Können Sie einen exemplarischen Fall nennen, in dem die Nennung der Zugehörigkeit zu einer Ethnie etc. einen begründeten Sachbezug darstellen würde? Und einen, in dem das nicht der Fall wäre?
Zunächst wird die Nennung relevant, wenn es einen Sachzusammenhang zwischen Tat und Nationalität gibt. Das wäre beispielsweise der Fall, wenn es um organisierte Kriminalität geht, etwa um Mafia-Clans, die aus einem bestimmten Land stammen und in anderen Ländern agieren. In so einem Fall braucht man das Wissen über die Nationalität, um die Tat zu verstehen. Beim sogenannten Ehrenmord steht das Motiv für die Tat in Zusammenhang mit dem kulturellen Hintergrund. Wenn es sich aber beispielsweise um einen fünfzeiligen Bericht über einen Ladendiebstahl oder um den Aufbruch eines Autos handelt, hat die Nennung der Nationalität des mutmaßlichen Täters keinen Mehrwert, sie bedient nur Vorurteile gegenüber bestimmten Bevölkerungsgruppen. Die Tat hat da nichts mit der Nationalität zu tun.

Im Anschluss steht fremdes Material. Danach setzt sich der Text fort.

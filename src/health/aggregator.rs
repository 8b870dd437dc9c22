//! Concurrent fan-out and verdict aggregation.
//!
//! # Responsibilities
//! - Derive one bounded context per request and share it with every check
//! - Spawn one check task per endpoint
//! - Collect exactly one outcome per endpoint
//! - Reduce outcomes to an [`AggregateVerdict`]
//!
//! # Design Decisions
//! - Collection waits for N outcomes, not for the deadline; every probe is
//!   itself bound to the deadline, so N outcomes arrive by then
//! - The derived context is cancelled when aggregation finishes or is
//!   dropped, so abandoned requests do not leave probes running

use std::time::Duration;
use tokio::sync::mpsc;
use tokio_util::sync::CancellationToken;

use crate::health::checker::EndpointChecker;
use crate::health::context::CheckContext;
use crate::health::endpoint::EndpointSet;
use crate::health::report::{Report, Reporter};
use crate::health::verdict::{AggregateVerdict, Outcome};

/// Deadline shared by all checks of one health request.
pub const CHECK_TIMEOUT: Duration = Duration::from_secs(5);

#[derive(Debug, Clone)]
pub struct HealthAggregator {
    checker: EndpointChecker,
    timeout: Duration,
}

impl HealthAggregator {
    pub fn new(checker: EndpointChecker) -> Self {
        Self {
            checker,
            timeout: CHECK_TIMEOUT,
        }
    }

    /// Override the shared deadline.
    pub fn with_timeout(mut self, timeout: Duration) -> Self {
        self.timeout = timeout;
        self
    }

    pub fn timeout(&self) -> Duration {
        self.timeout
    }

    /// Check every endpoint concurrently and derive the verdict.
    ///
    /// Cancelling `parent` fails all in-flight checks promptly.
    pub async fn aggregate(&self, parent: &CancellationToken, endpoints: &EndpointSet) -> AggregateVerdict {
        let ctx = CheckContext::with_timeout(parent, self.timeout);
        let _cancel_on_exit = ctx.token().clone().drop_guard();

        let expected = endpoints.len();
        let (tx, mut rx) = mpsc::channel::<Report>(expected);

        tracing::debug!(endpoints = expected, timeout = ?self.timeout, "Dispatching health checks");

        for (index, endpoint) in endpoints.iter().enumerate() {
            let reporter = Reporter::new(index, endpoint.clone(), tx.clone());
            let checker = self.checker.clone();
            let ctx = ctx.clone();
            let endpoint = endpoint.clone();

            tokio::spawn(async move {
                let outcome = checker.check(&ctx, &endpoint).await;
                reporter.report(outcome);
            });
        }
        drop(tx);

        let mut outcomes = Vec::with_capacity(expected);
        let mut reported = vec![false; expected];
        while outcomes.len() < expected {
            match rx.recv().await {
                Some((index, outcome)) => {
                    reported[index] = true;
                    outcomes.push(outcome);
                }
                None => break,
            }
        }

        if outcomes.len() < expected {
            tracing::error!(
                expected,
                received = outcomes.len(),
                "Report channel closed early, counting missing endpoints as failed"
            );
            for (index, endpoint) in endpoints.iter().enumerate() {
                if !reported[index] {
                    outcomes.push(Outcome::failure(endpoint.clone(), "no outcome reported"));
                }
            }
        }

        let verdict = AggregateVerdict::from_outcomes(outcomes);
        tracing::debug!(healthy = verdict.is_healthy(), failed = ?verdict.failed_names(), "Health checks collected");
        verdict
    }
}

impl Default for HealthAggregator {
    fn default() -> Self {
        Self::new(EndpointChecker::default())
    }
}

Braucht die Ziffer 12 des Presserats eine Aktualisierung, wenn sie in der Praxis immer öfter nicht eingehalten wird?
Die Ziffer 12 ist nicht unumstritten. Es gibt seit Jahren immer wieder Diskussionen unter Lesern, in Redaktionen und auch beim Presserat selber. Diese Diskussionen müssen geführt werden, und sie werden auch weitergeführt. Der Presserat wird sich in diesem Jahr noch einmal mit der Ziffer 12 des Pressekodex befassen. Die Richtlinie 12.1. existiert ja seit dem Jahr 1988. Sie wurde damals eingeführt, um die Redaktionen daran zu erinnern, dass Berichterstattung zum Fördern von Vorurteilen führen kann. Ziel war es, alle Gruppen, die sich als Opfer von Vorurteilen fühlen, zu berücksichtigen. Diese Maßgabe sollte auch weiterhin gelten, sie sollte aber auch im redaktionellen Alltag handhabbar sein. Darüber wird der Presserat mit der Branche weiter einen Dialog führen.